Task goal:
Please work out how many lines in the entries contain "others", then give that number with nothing added.

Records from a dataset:

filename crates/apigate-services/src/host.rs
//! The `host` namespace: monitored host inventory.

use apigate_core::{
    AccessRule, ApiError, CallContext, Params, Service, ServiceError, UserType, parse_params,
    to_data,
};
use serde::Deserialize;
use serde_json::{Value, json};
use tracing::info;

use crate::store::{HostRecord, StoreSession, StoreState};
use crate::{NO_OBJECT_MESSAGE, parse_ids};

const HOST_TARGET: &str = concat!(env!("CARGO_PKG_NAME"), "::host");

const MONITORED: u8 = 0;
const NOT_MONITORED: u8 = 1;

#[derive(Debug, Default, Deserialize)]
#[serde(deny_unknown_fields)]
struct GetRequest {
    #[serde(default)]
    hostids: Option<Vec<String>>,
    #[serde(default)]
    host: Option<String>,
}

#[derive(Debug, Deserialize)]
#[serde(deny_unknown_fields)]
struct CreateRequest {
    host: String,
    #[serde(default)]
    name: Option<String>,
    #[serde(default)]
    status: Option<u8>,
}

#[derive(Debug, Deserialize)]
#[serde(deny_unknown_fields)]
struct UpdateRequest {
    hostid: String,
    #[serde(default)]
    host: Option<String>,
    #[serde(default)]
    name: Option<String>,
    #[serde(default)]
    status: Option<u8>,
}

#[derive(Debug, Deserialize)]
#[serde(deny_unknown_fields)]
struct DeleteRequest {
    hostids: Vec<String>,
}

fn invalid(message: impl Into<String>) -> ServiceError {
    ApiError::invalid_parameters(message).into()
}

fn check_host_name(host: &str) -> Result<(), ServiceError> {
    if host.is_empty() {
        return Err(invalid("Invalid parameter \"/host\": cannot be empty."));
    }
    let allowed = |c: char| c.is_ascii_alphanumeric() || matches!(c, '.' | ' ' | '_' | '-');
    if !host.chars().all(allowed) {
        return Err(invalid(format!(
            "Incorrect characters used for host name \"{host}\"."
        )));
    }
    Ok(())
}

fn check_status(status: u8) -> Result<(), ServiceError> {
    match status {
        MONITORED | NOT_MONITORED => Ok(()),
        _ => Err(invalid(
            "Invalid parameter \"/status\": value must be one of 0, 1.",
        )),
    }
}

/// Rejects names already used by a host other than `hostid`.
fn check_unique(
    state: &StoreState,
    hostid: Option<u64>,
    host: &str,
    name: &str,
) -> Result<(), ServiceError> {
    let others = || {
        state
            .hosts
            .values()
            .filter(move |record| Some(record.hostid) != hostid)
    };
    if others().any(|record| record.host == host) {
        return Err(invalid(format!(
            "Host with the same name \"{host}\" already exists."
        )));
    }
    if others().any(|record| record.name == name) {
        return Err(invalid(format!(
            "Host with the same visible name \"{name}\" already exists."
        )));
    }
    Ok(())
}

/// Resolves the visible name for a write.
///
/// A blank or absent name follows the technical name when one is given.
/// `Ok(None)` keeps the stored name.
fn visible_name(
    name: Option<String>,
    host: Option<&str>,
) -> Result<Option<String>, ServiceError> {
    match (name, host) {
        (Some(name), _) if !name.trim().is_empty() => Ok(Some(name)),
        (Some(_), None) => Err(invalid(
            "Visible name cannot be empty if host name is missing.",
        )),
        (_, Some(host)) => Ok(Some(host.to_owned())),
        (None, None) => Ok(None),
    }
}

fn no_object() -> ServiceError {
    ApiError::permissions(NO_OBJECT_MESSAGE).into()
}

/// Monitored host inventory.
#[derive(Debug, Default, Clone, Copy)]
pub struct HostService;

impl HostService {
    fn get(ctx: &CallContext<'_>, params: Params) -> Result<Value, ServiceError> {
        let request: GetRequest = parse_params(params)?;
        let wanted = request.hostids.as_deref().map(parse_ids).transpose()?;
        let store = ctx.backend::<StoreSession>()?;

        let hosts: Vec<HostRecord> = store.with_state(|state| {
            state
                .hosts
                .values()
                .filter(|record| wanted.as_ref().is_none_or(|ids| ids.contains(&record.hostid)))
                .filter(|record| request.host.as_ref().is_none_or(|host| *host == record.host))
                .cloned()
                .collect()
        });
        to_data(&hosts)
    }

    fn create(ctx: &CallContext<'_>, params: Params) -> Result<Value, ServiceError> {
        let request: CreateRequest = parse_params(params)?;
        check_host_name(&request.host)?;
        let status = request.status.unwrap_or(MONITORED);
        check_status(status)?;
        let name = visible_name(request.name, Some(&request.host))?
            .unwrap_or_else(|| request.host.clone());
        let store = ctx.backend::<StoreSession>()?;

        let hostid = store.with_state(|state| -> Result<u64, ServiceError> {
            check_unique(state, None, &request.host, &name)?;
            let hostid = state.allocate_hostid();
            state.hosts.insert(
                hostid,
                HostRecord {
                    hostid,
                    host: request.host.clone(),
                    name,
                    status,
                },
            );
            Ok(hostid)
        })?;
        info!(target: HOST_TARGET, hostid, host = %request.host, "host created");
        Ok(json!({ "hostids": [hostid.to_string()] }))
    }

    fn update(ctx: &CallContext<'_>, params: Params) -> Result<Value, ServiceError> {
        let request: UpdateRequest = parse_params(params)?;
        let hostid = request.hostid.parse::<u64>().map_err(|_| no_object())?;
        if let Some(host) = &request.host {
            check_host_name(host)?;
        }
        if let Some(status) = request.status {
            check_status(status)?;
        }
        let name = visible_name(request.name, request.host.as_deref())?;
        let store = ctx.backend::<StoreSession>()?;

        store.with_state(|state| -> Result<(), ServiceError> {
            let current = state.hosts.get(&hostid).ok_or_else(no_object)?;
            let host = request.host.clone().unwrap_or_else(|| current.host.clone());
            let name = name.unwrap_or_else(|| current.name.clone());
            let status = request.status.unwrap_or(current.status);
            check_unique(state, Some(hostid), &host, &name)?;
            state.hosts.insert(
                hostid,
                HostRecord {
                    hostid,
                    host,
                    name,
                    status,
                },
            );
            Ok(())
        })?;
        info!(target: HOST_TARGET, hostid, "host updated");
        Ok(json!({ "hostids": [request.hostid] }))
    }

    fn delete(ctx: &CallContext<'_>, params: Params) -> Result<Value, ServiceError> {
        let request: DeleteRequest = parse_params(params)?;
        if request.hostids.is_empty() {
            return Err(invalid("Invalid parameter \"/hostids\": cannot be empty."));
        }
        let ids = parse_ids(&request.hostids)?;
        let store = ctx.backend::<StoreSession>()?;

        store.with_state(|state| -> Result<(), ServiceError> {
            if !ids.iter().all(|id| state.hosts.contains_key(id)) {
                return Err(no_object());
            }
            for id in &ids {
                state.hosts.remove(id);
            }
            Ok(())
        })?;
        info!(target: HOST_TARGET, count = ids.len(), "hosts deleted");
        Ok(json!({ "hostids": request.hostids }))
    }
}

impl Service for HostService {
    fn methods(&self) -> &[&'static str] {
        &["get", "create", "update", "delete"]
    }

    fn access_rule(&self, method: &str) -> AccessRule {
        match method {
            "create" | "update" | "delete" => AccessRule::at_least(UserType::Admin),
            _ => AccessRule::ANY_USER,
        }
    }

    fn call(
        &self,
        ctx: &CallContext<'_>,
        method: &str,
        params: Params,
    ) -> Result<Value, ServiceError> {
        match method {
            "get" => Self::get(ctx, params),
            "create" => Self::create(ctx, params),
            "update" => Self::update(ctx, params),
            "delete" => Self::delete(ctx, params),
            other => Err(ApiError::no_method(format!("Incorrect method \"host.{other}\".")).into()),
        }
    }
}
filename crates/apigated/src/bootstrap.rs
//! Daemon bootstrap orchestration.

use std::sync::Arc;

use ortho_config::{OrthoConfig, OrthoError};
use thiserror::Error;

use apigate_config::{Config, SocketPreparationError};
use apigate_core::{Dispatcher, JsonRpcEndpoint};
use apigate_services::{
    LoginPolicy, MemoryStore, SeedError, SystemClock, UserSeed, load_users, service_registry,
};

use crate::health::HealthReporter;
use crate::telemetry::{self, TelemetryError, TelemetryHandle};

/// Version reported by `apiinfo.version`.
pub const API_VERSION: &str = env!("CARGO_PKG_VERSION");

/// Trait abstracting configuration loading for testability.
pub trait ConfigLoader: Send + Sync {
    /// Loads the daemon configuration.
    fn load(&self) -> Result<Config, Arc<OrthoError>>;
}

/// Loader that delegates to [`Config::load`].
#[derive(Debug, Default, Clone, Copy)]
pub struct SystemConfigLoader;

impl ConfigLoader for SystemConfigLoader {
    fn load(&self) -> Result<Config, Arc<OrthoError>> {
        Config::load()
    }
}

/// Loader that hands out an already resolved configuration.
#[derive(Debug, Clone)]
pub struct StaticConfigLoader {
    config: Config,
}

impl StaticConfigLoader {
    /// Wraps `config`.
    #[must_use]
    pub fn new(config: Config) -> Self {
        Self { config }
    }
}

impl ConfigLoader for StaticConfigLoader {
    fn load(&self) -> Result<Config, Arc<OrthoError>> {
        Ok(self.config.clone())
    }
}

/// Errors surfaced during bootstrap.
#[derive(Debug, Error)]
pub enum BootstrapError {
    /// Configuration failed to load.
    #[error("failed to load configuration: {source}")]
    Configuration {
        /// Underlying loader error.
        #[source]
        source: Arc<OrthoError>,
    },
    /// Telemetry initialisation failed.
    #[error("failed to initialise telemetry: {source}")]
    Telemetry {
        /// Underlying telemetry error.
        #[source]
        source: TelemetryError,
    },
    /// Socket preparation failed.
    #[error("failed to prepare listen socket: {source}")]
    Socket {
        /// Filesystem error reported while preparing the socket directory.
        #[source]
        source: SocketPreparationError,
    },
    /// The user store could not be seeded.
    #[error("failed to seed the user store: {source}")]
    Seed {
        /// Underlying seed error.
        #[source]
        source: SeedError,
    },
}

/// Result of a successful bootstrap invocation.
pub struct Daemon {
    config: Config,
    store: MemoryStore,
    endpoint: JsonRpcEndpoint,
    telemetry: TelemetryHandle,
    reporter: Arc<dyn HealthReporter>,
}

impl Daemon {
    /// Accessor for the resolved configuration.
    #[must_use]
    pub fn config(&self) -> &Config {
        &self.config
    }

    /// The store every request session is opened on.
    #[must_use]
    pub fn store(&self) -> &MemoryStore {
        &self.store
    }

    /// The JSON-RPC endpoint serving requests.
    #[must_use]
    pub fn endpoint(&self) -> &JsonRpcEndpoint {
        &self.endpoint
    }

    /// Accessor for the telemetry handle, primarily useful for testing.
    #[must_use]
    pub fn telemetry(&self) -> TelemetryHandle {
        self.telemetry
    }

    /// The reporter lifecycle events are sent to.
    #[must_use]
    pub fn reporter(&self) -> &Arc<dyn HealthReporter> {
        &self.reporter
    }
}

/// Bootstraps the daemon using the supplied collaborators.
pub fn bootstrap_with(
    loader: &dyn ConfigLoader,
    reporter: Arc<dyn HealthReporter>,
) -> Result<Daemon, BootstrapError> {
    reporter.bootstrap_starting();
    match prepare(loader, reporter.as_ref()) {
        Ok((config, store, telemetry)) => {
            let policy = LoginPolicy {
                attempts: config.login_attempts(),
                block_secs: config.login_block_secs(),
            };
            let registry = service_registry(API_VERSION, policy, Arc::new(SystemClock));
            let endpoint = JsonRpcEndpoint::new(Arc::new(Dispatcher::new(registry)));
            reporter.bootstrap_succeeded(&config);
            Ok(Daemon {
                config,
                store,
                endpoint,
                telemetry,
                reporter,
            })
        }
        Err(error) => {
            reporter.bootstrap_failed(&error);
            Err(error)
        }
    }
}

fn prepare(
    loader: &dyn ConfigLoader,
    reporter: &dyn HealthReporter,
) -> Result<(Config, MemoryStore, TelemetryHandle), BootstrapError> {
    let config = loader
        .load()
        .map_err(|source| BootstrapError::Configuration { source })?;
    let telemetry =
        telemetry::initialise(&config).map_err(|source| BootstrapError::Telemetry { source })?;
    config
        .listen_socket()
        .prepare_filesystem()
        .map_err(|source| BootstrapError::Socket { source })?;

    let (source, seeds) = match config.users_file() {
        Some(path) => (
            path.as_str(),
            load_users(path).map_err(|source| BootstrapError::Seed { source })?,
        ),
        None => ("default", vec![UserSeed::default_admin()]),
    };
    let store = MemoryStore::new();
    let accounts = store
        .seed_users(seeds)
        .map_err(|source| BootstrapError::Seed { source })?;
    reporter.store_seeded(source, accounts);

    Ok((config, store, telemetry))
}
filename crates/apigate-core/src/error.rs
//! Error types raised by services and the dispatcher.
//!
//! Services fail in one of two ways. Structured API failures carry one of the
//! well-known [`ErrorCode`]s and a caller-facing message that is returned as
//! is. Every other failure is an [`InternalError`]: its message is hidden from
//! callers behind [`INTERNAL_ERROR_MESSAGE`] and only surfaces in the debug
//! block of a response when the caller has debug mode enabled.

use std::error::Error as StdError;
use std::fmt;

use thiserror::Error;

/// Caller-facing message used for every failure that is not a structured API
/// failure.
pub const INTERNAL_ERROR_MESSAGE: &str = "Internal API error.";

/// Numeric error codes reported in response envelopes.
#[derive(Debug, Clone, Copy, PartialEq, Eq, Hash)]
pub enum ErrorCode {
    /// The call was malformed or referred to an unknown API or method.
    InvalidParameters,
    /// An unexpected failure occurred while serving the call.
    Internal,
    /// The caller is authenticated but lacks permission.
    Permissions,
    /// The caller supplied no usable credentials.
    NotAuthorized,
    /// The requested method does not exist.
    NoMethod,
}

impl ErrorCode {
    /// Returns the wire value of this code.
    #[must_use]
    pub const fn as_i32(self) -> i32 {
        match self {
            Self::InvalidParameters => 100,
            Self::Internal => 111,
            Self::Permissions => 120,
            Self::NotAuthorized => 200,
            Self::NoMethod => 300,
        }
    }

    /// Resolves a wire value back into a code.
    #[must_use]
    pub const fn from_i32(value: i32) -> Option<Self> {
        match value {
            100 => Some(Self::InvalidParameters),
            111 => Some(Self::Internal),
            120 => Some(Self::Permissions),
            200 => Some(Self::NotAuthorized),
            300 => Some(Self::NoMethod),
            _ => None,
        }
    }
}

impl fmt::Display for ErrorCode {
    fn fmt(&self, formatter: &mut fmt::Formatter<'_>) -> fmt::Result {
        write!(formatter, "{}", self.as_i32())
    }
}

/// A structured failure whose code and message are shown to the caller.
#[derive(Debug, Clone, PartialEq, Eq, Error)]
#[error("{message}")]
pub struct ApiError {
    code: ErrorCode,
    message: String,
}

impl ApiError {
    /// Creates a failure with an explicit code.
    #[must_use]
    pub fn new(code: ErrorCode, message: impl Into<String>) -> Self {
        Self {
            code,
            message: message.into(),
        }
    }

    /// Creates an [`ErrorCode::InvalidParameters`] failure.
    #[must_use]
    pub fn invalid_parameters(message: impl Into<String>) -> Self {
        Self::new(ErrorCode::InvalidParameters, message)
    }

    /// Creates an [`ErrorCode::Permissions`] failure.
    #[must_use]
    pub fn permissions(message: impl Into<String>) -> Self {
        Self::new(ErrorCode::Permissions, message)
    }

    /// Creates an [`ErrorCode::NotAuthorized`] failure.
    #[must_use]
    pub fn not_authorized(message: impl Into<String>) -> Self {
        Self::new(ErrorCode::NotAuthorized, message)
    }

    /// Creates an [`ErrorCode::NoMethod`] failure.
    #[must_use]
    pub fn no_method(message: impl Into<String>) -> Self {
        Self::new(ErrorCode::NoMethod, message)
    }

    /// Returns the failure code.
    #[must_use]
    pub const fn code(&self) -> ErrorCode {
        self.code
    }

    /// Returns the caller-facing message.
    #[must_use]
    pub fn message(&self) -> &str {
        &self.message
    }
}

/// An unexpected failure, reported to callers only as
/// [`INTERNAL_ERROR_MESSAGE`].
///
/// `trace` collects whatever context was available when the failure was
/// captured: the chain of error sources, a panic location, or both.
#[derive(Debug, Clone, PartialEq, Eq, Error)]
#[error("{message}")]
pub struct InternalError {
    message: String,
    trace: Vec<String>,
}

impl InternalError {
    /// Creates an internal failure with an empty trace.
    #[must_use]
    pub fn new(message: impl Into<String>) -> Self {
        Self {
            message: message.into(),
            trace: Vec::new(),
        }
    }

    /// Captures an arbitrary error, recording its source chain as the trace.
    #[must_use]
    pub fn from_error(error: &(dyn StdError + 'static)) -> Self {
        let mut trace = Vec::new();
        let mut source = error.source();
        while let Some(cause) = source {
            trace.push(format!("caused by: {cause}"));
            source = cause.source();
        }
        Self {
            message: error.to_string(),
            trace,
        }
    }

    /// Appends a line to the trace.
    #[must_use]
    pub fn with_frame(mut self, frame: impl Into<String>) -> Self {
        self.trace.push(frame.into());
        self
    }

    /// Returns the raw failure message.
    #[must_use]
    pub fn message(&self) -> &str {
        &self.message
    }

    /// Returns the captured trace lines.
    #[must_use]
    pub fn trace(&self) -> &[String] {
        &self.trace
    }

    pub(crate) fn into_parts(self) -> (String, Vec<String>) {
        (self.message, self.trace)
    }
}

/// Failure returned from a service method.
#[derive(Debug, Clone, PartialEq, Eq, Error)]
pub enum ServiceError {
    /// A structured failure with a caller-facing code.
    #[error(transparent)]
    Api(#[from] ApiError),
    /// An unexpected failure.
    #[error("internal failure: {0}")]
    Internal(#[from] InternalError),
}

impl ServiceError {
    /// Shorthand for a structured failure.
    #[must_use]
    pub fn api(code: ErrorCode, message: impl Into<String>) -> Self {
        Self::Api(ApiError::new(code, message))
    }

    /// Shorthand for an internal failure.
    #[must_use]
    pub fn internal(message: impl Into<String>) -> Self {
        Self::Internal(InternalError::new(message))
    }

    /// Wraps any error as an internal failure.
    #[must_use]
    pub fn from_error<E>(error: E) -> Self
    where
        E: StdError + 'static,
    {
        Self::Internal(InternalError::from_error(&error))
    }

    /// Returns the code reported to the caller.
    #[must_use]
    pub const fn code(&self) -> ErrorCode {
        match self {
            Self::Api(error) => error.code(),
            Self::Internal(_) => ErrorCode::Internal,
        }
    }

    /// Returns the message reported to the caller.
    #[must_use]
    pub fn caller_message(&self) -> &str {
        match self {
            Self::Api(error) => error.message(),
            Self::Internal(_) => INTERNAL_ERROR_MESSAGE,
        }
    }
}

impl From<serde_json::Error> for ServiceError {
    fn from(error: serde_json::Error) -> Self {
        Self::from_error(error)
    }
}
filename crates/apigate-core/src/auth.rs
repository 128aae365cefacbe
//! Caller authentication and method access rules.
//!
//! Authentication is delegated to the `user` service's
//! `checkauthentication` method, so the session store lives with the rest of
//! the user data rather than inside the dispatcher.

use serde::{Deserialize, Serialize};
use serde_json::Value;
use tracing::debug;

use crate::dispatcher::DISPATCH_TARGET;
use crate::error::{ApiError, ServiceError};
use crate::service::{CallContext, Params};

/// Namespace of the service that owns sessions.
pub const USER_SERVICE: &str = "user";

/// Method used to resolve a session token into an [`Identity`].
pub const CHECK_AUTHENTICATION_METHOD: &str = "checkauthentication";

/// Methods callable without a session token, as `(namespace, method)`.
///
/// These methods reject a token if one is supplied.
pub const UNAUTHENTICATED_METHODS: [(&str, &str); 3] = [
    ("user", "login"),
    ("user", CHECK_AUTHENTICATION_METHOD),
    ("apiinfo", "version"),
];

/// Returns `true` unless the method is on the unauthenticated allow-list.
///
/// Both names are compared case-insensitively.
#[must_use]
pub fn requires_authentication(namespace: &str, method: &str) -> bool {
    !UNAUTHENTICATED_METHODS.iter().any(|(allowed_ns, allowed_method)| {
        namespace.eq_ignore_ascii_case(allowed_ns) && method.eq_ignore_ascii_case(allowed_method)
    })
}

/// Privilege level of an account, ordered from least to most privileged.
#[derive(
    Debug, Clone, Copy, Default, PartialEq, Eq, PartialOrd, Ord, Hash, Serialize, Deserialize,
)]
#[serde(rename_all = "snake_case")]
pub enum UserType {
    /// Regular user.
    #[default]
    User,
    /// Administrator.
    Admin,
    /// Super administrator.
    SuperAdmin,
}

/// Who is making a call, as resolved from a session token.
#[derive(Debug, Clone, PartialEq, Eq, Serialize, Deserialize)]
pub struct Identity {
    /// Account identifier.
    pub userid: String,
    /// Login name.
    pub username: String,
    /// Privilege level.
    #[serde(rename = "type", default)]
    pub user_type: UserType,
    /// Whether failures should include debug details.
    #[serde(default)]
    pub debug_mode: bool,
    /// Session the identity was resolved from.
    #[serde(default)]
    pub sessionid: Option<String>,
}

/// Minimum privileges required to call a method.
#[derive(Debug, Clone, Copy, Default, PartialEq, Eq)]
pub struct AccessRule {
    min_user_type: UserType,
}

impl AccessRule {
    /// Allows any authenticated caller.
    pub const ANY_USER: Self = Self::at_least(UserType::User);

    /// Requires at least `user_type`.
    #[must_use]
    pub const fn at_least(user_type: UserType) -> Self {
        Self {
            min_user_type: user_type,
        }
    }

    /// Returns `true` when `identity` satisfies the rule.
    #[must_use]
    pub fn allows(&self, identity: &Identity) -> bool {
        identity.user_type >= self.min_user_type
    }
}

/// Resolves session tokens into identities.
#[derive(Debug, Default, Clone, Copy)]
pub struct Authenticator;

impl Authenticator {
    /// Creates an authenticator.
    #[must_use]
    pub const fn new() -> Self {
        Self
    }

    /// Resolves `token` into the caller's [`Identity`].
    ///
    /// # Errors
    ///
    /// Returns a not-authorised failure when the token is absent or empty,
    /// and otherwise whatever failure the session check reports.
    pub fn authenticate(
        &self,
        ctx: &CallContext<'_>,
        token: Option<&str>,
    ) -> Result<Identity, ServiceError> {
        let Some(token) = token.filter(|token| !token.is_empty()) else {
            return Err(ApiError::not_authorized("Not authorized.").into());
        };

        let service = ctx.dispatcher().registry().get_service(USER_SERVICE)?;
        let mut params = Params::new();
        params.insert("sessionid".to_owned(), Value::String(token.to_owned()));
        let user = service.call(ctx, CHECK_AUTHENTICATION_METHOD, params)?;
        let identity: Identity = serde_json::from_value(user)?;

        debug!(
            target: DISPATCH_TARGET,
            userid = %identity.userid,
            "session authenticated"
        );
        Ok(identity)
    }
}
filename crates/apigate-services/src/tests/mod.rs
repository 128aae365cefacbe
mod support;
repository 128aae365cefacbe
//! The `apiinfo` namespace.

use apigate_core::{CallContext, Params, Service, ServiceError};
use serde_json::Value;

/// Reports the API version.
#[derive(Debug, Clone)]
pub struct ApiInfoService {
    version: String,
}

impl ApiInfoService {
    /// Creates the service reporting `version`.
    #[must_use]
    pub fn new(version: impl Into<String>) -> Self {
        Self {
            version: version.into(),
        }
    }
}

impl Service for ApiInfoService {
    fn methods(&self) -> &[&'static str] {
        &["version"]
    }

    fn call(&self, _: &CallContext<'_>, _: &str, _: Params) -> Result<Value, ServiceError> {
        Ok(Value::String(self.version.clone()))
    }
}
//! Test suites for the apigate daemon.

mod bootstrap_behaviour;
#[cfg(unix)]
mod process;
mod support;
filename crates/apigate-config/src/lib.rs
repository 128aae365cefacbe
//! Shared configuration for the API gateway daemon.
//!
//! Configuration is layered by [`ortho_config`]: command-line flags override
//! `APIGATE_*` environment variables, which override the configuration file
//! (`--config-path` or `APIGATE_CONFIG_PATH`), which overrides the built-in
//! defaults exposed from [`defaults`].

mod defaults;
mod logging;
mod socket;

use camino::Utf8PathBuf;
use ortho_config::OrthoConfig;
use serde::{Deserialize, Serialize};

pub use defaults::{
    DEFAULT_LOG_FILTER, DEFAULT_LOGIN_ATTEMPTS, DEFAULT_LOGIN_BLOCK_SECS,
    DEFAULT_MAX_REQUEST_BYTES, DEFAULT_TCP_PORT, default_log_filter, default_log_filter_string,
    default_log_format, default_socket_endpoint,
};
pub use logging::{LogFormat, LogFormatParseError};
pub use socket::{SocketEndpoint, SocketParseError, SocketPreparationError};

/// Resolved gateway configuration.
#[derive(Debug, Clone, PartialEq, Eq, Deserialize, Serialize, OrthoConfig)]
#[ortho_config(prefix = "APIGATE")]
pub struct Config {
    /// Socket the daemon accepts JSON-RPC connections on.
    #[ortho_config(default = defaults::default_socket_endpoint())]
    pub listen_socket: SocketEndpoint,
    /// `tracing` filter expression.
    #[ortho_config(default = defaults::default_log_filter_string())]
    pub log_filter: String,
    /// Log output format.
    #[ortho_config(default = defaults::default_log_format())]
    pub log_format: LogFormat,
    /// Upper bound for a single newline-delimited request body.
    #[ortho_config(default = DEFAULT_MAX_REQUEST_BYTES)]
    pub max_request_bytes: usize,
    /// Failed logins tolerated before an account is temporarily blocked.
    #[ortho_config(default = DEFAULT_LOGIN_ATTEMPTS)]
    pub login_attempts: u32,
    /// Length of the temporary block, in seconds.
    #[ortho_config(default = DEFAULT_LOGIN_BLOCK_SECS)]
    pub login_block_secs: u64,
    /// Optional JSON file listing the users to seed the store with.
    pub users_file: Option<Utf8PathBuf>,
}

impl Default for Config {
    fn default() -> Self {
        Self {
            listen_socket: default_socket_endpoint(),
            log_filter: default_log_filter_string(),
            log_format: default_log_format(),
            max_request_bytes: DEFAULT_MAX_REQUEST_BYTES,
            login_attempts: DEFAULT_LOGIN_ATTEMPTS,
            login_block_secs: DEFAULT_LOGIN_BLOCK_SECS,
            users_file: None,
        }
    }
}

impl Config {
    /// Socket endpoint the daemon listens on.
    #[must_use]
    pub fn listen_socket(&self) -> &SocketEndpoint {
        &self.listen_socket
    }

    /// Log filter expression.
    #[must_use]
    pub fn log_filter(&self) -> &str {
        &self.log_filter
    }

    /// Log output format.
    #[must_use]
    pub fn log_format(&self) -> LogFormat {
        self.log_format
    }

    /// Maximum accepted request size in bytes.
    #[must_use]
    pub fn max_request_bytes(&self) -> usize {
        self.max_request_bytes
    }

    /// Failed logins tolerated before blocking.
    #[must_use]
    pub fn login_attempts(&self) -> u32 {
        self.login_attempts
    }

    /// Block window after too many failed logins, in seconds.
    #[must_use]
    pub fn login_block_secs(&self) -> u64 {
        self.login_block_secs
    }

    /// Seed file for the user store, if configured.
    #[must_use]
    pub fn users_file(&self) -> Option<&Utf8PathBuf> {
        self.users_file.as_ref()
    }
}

Problem solution:
3